Purpose: Vascular hyperpermeability in diabetic macular edema (DME) is associated with upregulation of pro-angiogenic vascular endothelial growth factor (VEGF). VEGF165 has been associated with degradation of tight-junction proteins ZO1 and occludin in vitro. This reorganisation of ZO1 and occludin is prevented in RPE cells by co-treatment with VEGF165b, an alternatively spliced anti-angiogenic isoform, suggesting that VEGF165b could abrogate retinal vascular hyperpermeability. The aim of this study was to determine whether VEGF165b reduces retinal vascular hyperpermeability in rats with streptozotocin-induced diabetes.

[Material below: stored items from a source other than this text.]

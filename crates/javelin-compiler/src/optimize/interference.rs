//! Interference graph
//!
//! Undirected graph over optimizable variable names; an edge marks two
//! variables that are simultaneously live and so cannot share a register.
//! Adjacency sets are ordered for deterministic coloring.

use super::liveness::LivenessData;
use crate::ir::Method;
use std::collections::{BTreeMap, BTreeSet};

#[derive(Debug, Clone, Default)]
pub struct InterferenceGraph {
    adjacency: BTreeMap<String, BTreeSet<String>>,
}

impl InterferenceGraph {
    pub fn new() -> Self {
        InterferenceGraph::default()
    }

    pub fn add_node(&mut self, name: &str) {
        self.adjacency.entry(name.to_string()).or_default();
    }

    pub fn connect(&mut self, first: &str, second: &str) {
        if first == second {
            return;
        }
        if !self.adjacency.contains_key(first) || !self.adjacency.contains_key(second) {
            return;
        }
        self.adjacency
            .get_mut(first)
            .expect("node exists")
            .insert(second.to_string());
        self.adjacency
            .get_mut(second)
            .expect("node exists")
            .insert(first.to_string());
    }

    /// Add an edge between every pair of the given names.
    pub fn connect_all(&mut self, names: &BTreeSet<String>) {
        let names: Vec<&String> = names.iter().collect();
        for (position, first) in names.iter().enumerate() {
            for second in names.iter().skip(position + 1) {
                self.connect(first, second);
            }
        }
    }

    pub fn nodes(&self) -> impl Iterator<Item = &String> {
        self.adjacency.keys()
    }

    pub fn neighbors(&self, name: &str) -> Option<&BTreeSet<String>> {
        self.adjacency.get(name)
    }

    pub fn degree(&self, name: &str) -> usize {
        self.adjacency.get(name).map_or(0, BTreeSet::len)
    }

    pub fn remove(&mut self, name: &str) {
        if let Some(neighbors) = self.adjacency.remove(name) {
            for neighbor in neighbors {
                if let Some(set) = self.adjacency.get_mut(&neighbor) {
                    set.remove(name);
                }
            }
        }
    }

    pub fn is_empty(&self) -> bool {
        self.adjacency.is_empty()
    }

    pub fn len(&self) -> usize {
        self.adjacency.len()
    }
}

/// Build the interference graph for one analyzed method: a clique over
/// every instruction's live-in set, and another over live-out plus def.
pub fn build(method: &Method, liveness: &LivenessData) -> InterferenceGraph {
    let mut graph = InterferenceGraph::new();

    for instruction in &method.instructions {
        let id = instruction.id;

        for name in &liveness.live_in[id] {
            graph.add_node(name);
        }
        graph.connect_all(&liveness.live_in[id]);

        let union: BTreeSet<String> = liveness.live_out[id]
            .union(&liveness.defs[id])
            .cloned()
            .collect();
        for name in &union {
            graph.add_node(name);
        }
        graph.connect_all(&union);
    }

    graph
}

#[cfg(test)]
mod tests {
    use super::*;

    fn set(names: &[&str]) -> BTreeSet<String> {
        names.iter().map(|s| s.to_string()).collect()
    }

    #[test]
    fn test_connect_all_is_a_clique_without_self_loops() {
        let mut graph = InterferenceGraph::new();
        let names = set(&["a", "b", "c"]);
        for name in &names {
            graph.add_node(name);
        }
        graph.connect_all(&names);

        assert_eq!(graph.degree("a"), 2);
        assert_eq!(graph.degree("b"), 2);
        assert_eq!(graph.degree("c"), 2);
        assert!(!graph.neighbors("a").unwrap().contains("a"));
    }

    #[test]
    fn test_remove_drops_edges_both_ways() {
        let mut graph = InterferenceGraph::new();
        for name in ["a", "b"] {
            graph.add_node(name);
        }
        graph.connect("a", "b");

        graph.remove("a");
        assert_eq!(graph.len(), 1);
        assert_eq!(graph.degree("b"), 0);
    }

    #[test]
    fn test_connect_unknown_node_is_a_no_op() {
        let mut graph = InterferenceGraph::new();
        graph.add_node("a");
        graph.connect("a", "ghost");
        assert_eq!(graph.degree("a"), 0);
    }
}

Methods: Sprague-Dawley male rats (200g) were induced with diabetes using streptozotocin (50mg/kg). After 6 days, 5µl saline was injected into one eye of each diabetic rat, and 5µl 10ng/µl rhVEGF165b injected into the contralateral eye. Control rats had no injection in one eye, and 5µl saline in the other eye. On day 7, Evans blue (45mg/kg) was injected i.v into anaesthetised rats. Plasma was collected every 15 minutes for 2 hours, after which, animals were sacrificed and eyes enucleated and retinas excised. Retinas were weighed and Evans blue was extracted using formamide, with Evans blue solute flux calculated from the amount of Evans blue, per wet weight of tissue, per hour relative to the mean plasma Evans blue level during the 2 hr perfusion.

Results: Increased solute flux in the retinae of rats with streptozotocin-induced diabetes was significantly reduced by intraocular administration of rhVEGF165b compared with vehicle-injected controls (P<0.05). Vehicle-treated eyes showed no significant difference in solute flux compared to uninjected eyes in control rats.

Conclusions: VEGF165b reduces retinal vascular hyperpermeability in streptozotocin-induced diabetes in rats and may offer an effective therapeutic approach to diabetic retinopathy.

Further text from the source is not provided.